As the 2025 Harvest Continues
Posted on Oct 17, 2025The wettest spring coupled with the driest August has created varied results as farmers continue their harvest.
LOUISVILLE Ky. – This growing season has been plagued with issues and challenges from a wetter than normal spring planting time to drought conditions at a critical juncture in the growing season, especially for soybeans.
U.S. Drought Monitor data indicated that the state was clear of any dry conditions as of its July 29 report, a situation that changed significantly by the end of August, when the majority of the state was categorized as abnormally dry, with some areas experiencing severe drought conditions.
Dr. Jerry Brotzge, Kentucky State Climatologist and director of the Kentucky Climate Center and Kentucky Mesonet at Western Kentucky University, said August was one for the record books.
“We had a statewide average of 1.29 inches of rain, which was the driest August on record out of 131 years, dating back to 1895,” he said. “This beat out the previous record holder of 1925 with 1.48 inches statewide.”
As of this writing, a significant rainfall event was expected to move through the state during the third week of September. Chad Lee, Director of the Grain and Forage Center of Excellence and Grain Crops Extension Professor at the University of Kentucky's Martin-Gatton College of Agriculture, Food, and Environment, said this band of precipitation likely came too late to help most crops.

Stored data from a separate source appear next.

impl PendingClause {
    fn new(parent: Clause, op: Connective, table: &str) -> Self {
        Self {
            parent,
            op,
            child: Clause::create(table),
        }
    }

    fn apply(self, build: impl FnOnce(Clause) -> Clause) -> Clause {
        let PendingClause { parent, op, child } = self;
        parent.join(op, build(child))
    }

    /// Splice a clause built elsewhere, grouped as one operand
    pub fn clause(self, clause: Clause) -> Clause {
        self.parent.join(self.op, clause)
    }

    pub fn equal(self, column: &str, value: impl Into<Document>) -> Clause {
        self.apply(|c| c.equal(column, value))
    }

    pub fn not_equal(self, column: &str, value: impl Into<Document>) -> Clause {
        self.apply(|c| c.not_equal(column, value))
    }

    pub fn less(self, column: &str, value: impl Into<Document>) -> Clause {
        self.apply(|c| c.less(column, value))
    }

    pub fn greater(self, column: &str, value: impl Into<Document>) -> Clause {
        self.apply(|c| c.greater(column, value))
    }

    pub fn less_equal(self, column: &str, value: impl Into<Document>) -> Clause {
        self.apply(|c| c.less_equal(column, value))
    }

    pub fn greater_equal(self, column: &str, value: impl Into<Document>) -> Clause {
        self.apply(|c| c.greater_equal(column, value))
    }

    pub fn is_null(self, column: &str) -> Clause {
        self.apply(|c| c.is_null(column))
    }

    pub fn is_not_null(self, column: &str) -> Clause {
        self.apply(|c| c.is_not_null(column))
    }

    pub fn between(
        self,
        column: &str,
        low: impl Into<Document>,
        high: impl Into<Document>,
    ) -> Clause {
        self.apply(|c| c.between(column, low, high))
    }

    pub fn in_list<I, V>(self, column: &str, values: I) -> Clause
    where
        I: IntoIterator<Item = V>,
        V: Into<Document>,
    {
        self.apply(|c| c.in_list(column, values))
    }

    pub fn not_in<I, V>(self, column: &str, values: I) -> Clause
    where
        I: IntoIterator<Item = V>,
        V: Into<Document>,
    {
        self.apply(|c| c.not_in(column, values))
    }

    pub fn like(self, catalog: &MetadataCatalog, term: &str) -> Result<Clause> {
        let PendingClause { parent, op, child } = self;
        Ok(parent.join(op, child.like(catalog, term)?))
    }
}

#[cfg(test)]
mod tests {
    use super::*;
    use crate::catalog::{ColumnMetadata, TableMetadata};
    use crate::types::codes;

    fn catalog() -> MetadataCatalog {
        MetadataCatalog::new()
            .with_table(
                TableMetadata::new("customer")
                    .primary_key("id")
                    .column(ColumnMetadata::new("id", codes::INTEGER))
                    .column(ColumnMetadata::new("name", codes::VARCHAR))
                    .foreign_key("city_id", "city"),
            )
            .with_table(
                TableMetadata::new("city")
                    .primary_key("id")
                    .column(ColumnMetadata::new("name", codes::VARCHAR)),
            )
    }

    // =========================================================================
    // Comparison Tests
    // =========================================================================

    #[test]
    fn test_single_comparisons() {
        let sql = |c: Clause| c.to_sql().unwrap();
        assert_eq!(sql(Clause::create("t").equal("a", "x")), "t.a = 'x'");
        assert_eq!(sql(Clause::create("t").not_equal("a", 1)), "t.a <> '1'");
        assert_eq!(sql(Clause::create("t").less("a", 1)), "t.a < '1'");
        assert_eq!(sql(Clause::create("t").greater("a", 1)), "t.a > '1'");
        assert_eq!(sql(Clause::create("t").less_equal("a", 1)), "t.a <= '1'");
        assert_eq!(sql(Clause::create("t").greater_equal("a", 1)), "t.a >= '1'");
    }

    #[test]
    fn test_null_checks() {
        assert_eq!(Clause::create("t").is_null("a").to_sql().unwrap(), "t.a IS NULL");
        assert_eq!(
            Clause::create("t").is_not_null("a").to_sql().unwrap(),
            "t.a IS NOT NULL"
        );
    }

    #[test]
    fn test_null_and_blank_values_render_null() {
        assert_eq!(
            Clause::create("t").equal("a", Document::Null).to_sql().unwrap(),
            "t.a = NULL"
        );
        assert_eq!(Clause::create("t").equal("a", "").to_sql().unwrap(), "t.a = NULL");
        assert_eq!(
            Clause::create("t").equal("a", None::<i32>).to_sql().unwrap(),
            "t.a = NULL"
        );
    }

    #[test]
    fn test_between() {
        assert_eq!(
            Clause::create("sale")
                .between("issued_on", "2024-01-01", "2024-01-31")
                .to_sql()
                .unwrap(),
            "sale.issued_on BETWEEN '2024-01-01' AND '2024-01-31'"
        );
    }

    #[test]
    fn test_in_lists() {
        assert_eq!(
            Clause::create("t").in_list("id", [1, 2, 3]).to_sql().unwrap(),
            "t.id IN ('1', '2', '3')"
        );
        assert_eq!(
            Clause::create("t").not_in("code", vec!["a", "b"]).to_sql().unwrap(),
            "t.code NOT IN ('a', 'b')"
        );
        assert_eq!(
            Clause::create("t").in_list("id", Vec::<i32>::new()).to_sql().unwrap(),
            "t.id IN (NULL)"
        );
    }

    #[test]
    fn test_literal_quotes_escaped() {
        assert_eq!(
            Clause::create("t").equal("name", "d'avila").to_sql().unwrap(),
            "t.name = 'd''avila'"
        );
    }

    #[test]
    fn test_default_rendering_escapes_mysql_backslash() {
        let clause = Clause::create("customer").equal("name", r"\' OR 1=1 -- ");
        assert_eq!(clause.to_sql().unwrap(), r"customer.name = '\\'' OR 1=1 -- '");
        assert_eq!(
            clause.to_sql_in(Dialect::Postgres).unwrap(),
            r"customer.name = '\'' OR 1=1 -- '"
        );
    }

    #[test]
    fn test_values_quoted_per_dialect_everywhere() {
        let clause = Clause::create("t")
            .between("a", r"x\", r"y\")
            .and_current()
            .in_list("b", [r"z\"]);
        assert_eq!(
            clause.to_sql_in(Dialect::MySql).unwrap(),
            r"t.a BETWEEN 'x\\' AND 'y\\' AND t.b IN ('z\\')"
        );
        assert_eq!(
            clause.to_sql_in(Dialect::Firebird).unwrap(),
            r"t.a BETWEEN 'x\' AND 'y\' AND t.b IN ('z\')"
        );
    }

    #[test]
    fn test_names_canonicalized() {
        assert_eq!(
            Clause::create(" Customer ").equal("Name", "x").to_sql().unwrap(),
            "customer.name = 'x'"
        );
    }

    #[test]
    fn test_empty_clause() {
        let clause = Clause::create("t");
        assert!(clause.is_empty());
        assert_eq!(clause.to_sql().unwrap(), "");
    }

    // =========================================================================
    // Composition Tests
    // =========================================================================

    #[test]
    fn test_and_on_named_table() {
        let clause = Clause::create("customer")
            .equal("id", 5)
            .and("customer")
            .greater("age", 18);
        assert_eq!(
            clause.to_sql().unwrap(),
            "customer.id = '5' AND customer.age > '18'"
        );
    }

    #[test]
    fn test_cross_table_filter() {
        let clause = Clause::create("order")
            .greater("total", 100)
            .and("customer")
            .equal("name", "Ana");
        assert_eq!(
            clause.to_sql().unwrap(),
            "order.total > '100' AND customer.name = 'Ana'"
        );
    }

    #[test]
    fn test_same_connective_flattens() {
        let clause = Clause::create("t")
            .equal("a", 1)
            .or_current()
            .equal("a", 2)
            .or_current()
            .equal("a", 3);
        assert_eq!(
            clause.to_sql().unwrap(),
            "t.a = '1' OR t.a = '2' OR t.a = '3'"
        );
    }

    #[test]
    fn test_mixed_connectives_are_parenthesized() {
        let clause = Clause::create("t")
            .equal("a", 1)
            .and_current()
            .equal("b", 2)
            .or_current()
            .is_null("c");
        assert_eq!(
            clause.to_sql().unwrap(),
            "(t.a = '1' AND t.b = '2') OR t.c IS NULL"
        );
    }

    #[test]
    fn test_grouped_sub_clause() {
        let group = Clause::create("t").equal("b", 1).or_current().equal("b", 2);
        let clause = Clause::create("t").equal("a", 0).and_current().clause(group);
        assert_eq!(
            clause.to_sql().unwrap(),
            "t.a = '0' AND (t.b = '1' OR t.b = '2')"
        );
    }

    #[test]
    fn test_join_with_empty_sides() {
        let clause = Clause::create("t").and_clause(Clause::create("t").equal("a", 1));
        assert_eq!(clause.to_sql().unwrap(), "t.a = '1'");

        let clause = Clause::create("t").equal("a", 1).or_clause(Clause::create("t"));
        assert_eq!(clause.to_sql().unwrap(), "t.a = '1'");
    }

    // =========================================================================
    // Validation Tests
    // =========================================================================

    #[test]
    fn test_invalid_column_reported() {
        let err = Clause::create("t")
            .equal("a; DROP TABLE t", 1)
            .to_sql()
            .unwrap_err();
        assert!(matches!(err, EngineError::QueryBuild(_)));
    }

    #[test]
    fn test_invalid_table_in_sub_clause_reported() {
        let clause = Clause::create("t").equal("a", 1).and("bad table").equal("b", 2);
        assert!(clause.to_sql().is_err());
    }

    // =========================================================================
    // Like Tests
    // =========================================================================

    #[test]
    fn test_like_covers_referenced_tables() {
        let sql = Clause::create("customer")
            .like(&catalog(), "Ana")
            .unwrap()
            .to_sql()
            .unwrap();

        assert_eq!(
            sql,
            "(LOWER(customer.id) LIKE 'ana%' OR LOWER(customer.name) LIKE 'ana%' OR LOWER(city.name) LIKE 'ana%')"
        );
        assert_eq!(sql.matches(" LIKE ").count(), 3);
        assert!(sql.starts_with('(') && sql.ends_with(')'));
    }

    #[test]
    fn test_like_postgres_casts() {
        let sql = Clause::create("city")
            .like(&catalog(), "po")
            .unwrap()
            .to_sql_in(Dialect::Postgres)
            .unwrap();
        assert_eq!(sql, "(LOWER(CAST(city.name AS VARCHAR)) LIKE 'po%')");
    }

    #[test]
    fn test_like_combined_with_filter() {
        let clause = Clause::create("customer")
            .equal("id", 1)
            .and_current()
            .like(&catalog(), "a")
            .unwrap();
        let sql = clause.to_sql().unwrap();
        assert!(sql.starts_with("customer.id = '1' AND (LOWER(customer.id)"));
    }

    #[test]
    fn test_like_unknown_table() {
        let err = Clause::create("invoice")
            .like(&catalog(), "a")
            .unwrap_err();
        assert!(matches!(err, EngineError::Metadata(_)));
    }

    #[test]
    fn test_like_unknown_referenced_table() {
        let catalog = MetadataCatalog::new().with_table(
            TableMetadata::new("t")
                .column(ColumnMetadata::new("a", codes::VARCHAR))
                .foreign_key("x_id", "missing"),
        );
        assert!(Clause::create("t").like(&catalog, "a").is_err());
    }
}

“It may help some of the late soybeans a bit and will help forages enough to maybe help get one more cutting of hay,” he said.
That’s not to say that some crops won’t be good—or maybe excellent in a few spots— depending on locations of where rainfall was experienced during the critical summer months of the growing season.
Scott, Lemmons, the Deputy Regional Director of the National Agricultural Statistics Service (NASS) Eastern Mountain Region, said crops, especially corn, could turn out to be better than many were expecting, considering how dry it has been.
“Things don’t look too bad for corn. I would say an average or better than average year is what we're looking at right now,” he said. “It’s not great, but not as bad as it could be in a really dry year. But I think the drought conditions are impacting beans a little bit more.”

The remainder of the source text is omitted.